**Required action**
Please give back only the lines below from the one containing "let mut constructors: HashMap<String, EncryptorConstructor>" to the one containing "not replace it.", each repeated word for word, both ends included.

[Stored items]
┄┄┄┄┄┄

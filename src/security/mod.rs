pub mod encryptor;
pub mod guarded;
pub mod hash;

pub use encryptor::{AesGcmEncryptor, AesGcmEncryptorFactory, Encryptor, EncryptorFactory};
pub use guarded::GuardedSecret;
pub use hash::{HashAlgorithm, SecretHash};

use crate::error::SecurityError;
use std::collections::HashMap;
use std::sync::{Arc, Mutex, MutexGuard, OnceLock};
use tracing::{debug, error};

/// Name of the built-in AES-256-GCM factory.
pub const DEFAULT_ENCRYPTOR: &str = "aes-256-gcm";

pub type EncryptorConstructor =
    Arc<dyn Fn() -> Result<Arc<dyn EncryptorFactory>, SecurityError> + Send + Sync>;

struct EncryptorState {
    selected: String,
    constructors: HashMap<String, EncryptorConstructor>,
    instance: Option<Result<Arc<dyn EncryptorFactory>, SecurityError>>,
}

impl EncryptorState {
    fn new() -> Self {
        let mut constructors: HashMap<String, EncryptorConstructor> = HashMap::new();
        constructors.insert(
            DEFAULT_ENCRYPTOR.to_string(),
            Arc::new(|| {
                AesGcmEncryptorFactory::new().map(|f| Arc::new(f) as Arc<dyn EncryptorFactory>)
            }),
        );
        Self {
            selected: DEFAULT_ENCRYPTOR.to_string(),
            constructors,
            instance: None,
        }
    }
}

static ENCRYPTOR_STATE: OnceLock<Mutex<EncryptorState>> = OnceLock::new();

fn state() -> MutexGuard<'static, EncryptorState> {
    ENCRYPTOR_STATE
        .get_or_init(|| Mutex::new(EncryptorState::new()))
        .lock()
        .unwrap_or_else(|poisoned| poisoned.into_inner())
}

/// Registers an encryptor implementation under `name`.
///
/// Registration after the process-wide factory was resolved does not replace it.
pub fn register_encryptor_factory(name: impl Into<String>, constructor: EncryptorConstructor) {
    let name = name.into();
    debug!(encryptor = %name, "Registering encryptor factory");
    state().constructors.insert(name, constructor);
}

/// Chooses which registered implementation the process-wide factory is built from.
pub fn select_encryptor_factory(name: &str) -> Result<(), SecurityError> {
    let mut state = state();
    if state.instance.is_some() && state.selected != name {
        return Err(SecurityError::EncryptorUnavailable(format!(
            "encryptor '{}' already initialised, cannot switch to '{}'",
            state.selected, name
        )));
    }
    state.selected = name.to_string();
    Ok(())
}

/// Returns the process-wide encryptor factory, creating it on first use.
///
/// Exactly one factory is created even under concurrent first use. A failed
/// initialisation is remembered and the same error is returned on every call.
pub fn encryptor_factory() -> Result<Arc<dyn EncryptorFactory>, SecurityError> {
    let mut state = state();
    if let Some(instance) = &state.instance {
        return instance.clone();
    }

    let result = match state.constructors.get(&state.selected) {
        Some(constructor) => constructor(),
        None => Err(SecurityError::EncryptorUnavailable(format!(
            "no encryptor registered under '{}'",
            state.selected
        ))),
    };

    match &result {
        Ok(_) => debug!(encryptor = %state.selected, "Encryptor factory initialised"),
        Err(e) => error!(
            encryptor = %state.selected,
            error = %e,
            "Encryptor factory initialisation failed; guarded secrets are unusable"
        ),
    }

    state.instance = Some(result.clone());
    result
}

pub fn default_encryptor() -> Result<Arc<dyn Encryptor>, SecurityError> {
    Ok(encryptor_factory()?.default_encryptor())
}

pub fn new_random_encryptor() -> Result<Arc<dyn Encryptor>, SecurityError> {
    encryptor_factory()?.new_random_encryptor()
}

/// Drops the resolved factory and restores the built-in registry.
pub fn reset_encryptor_factory() {
    *state() = EncryptorState::new();
}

┄┄┄┄┄┄

**Worked solution**
        let mut constructors: HashMap<String, EncryptorConstructor> = HashMap::new();
        constructors.insert(
            DEFAULT_ENCRYPTOR.to_string(),
            Arc::new(|| {
                AesGcmEncryptorFactory::new().map(|f| Arc::new(f) as Arc<dyn EncryptorFactory>)
            }),
        );
        Self {
            selected: DEFAULT_ENCRYPTOR.to_string(),
            constructors,
            instance: None,
        }
    }
}

static ENCRYPTOR_STATE: OnceLock<Mutex<EncryptorState>> = OnceLock::new();

fn state() -> MutexGuard<'static, EncryptorState> {
    ENCRYPTOR_STATE
        .get_or_init(|| Mutex::new(EncryptorState::new()))
        .lock()
        .unwrap_or_else(|poisoned| poisoned.into_inner())
}

/// Registers an encryptor implementation under `name`.
///
/// Registration after the process-wide factory was resolved does not replace it.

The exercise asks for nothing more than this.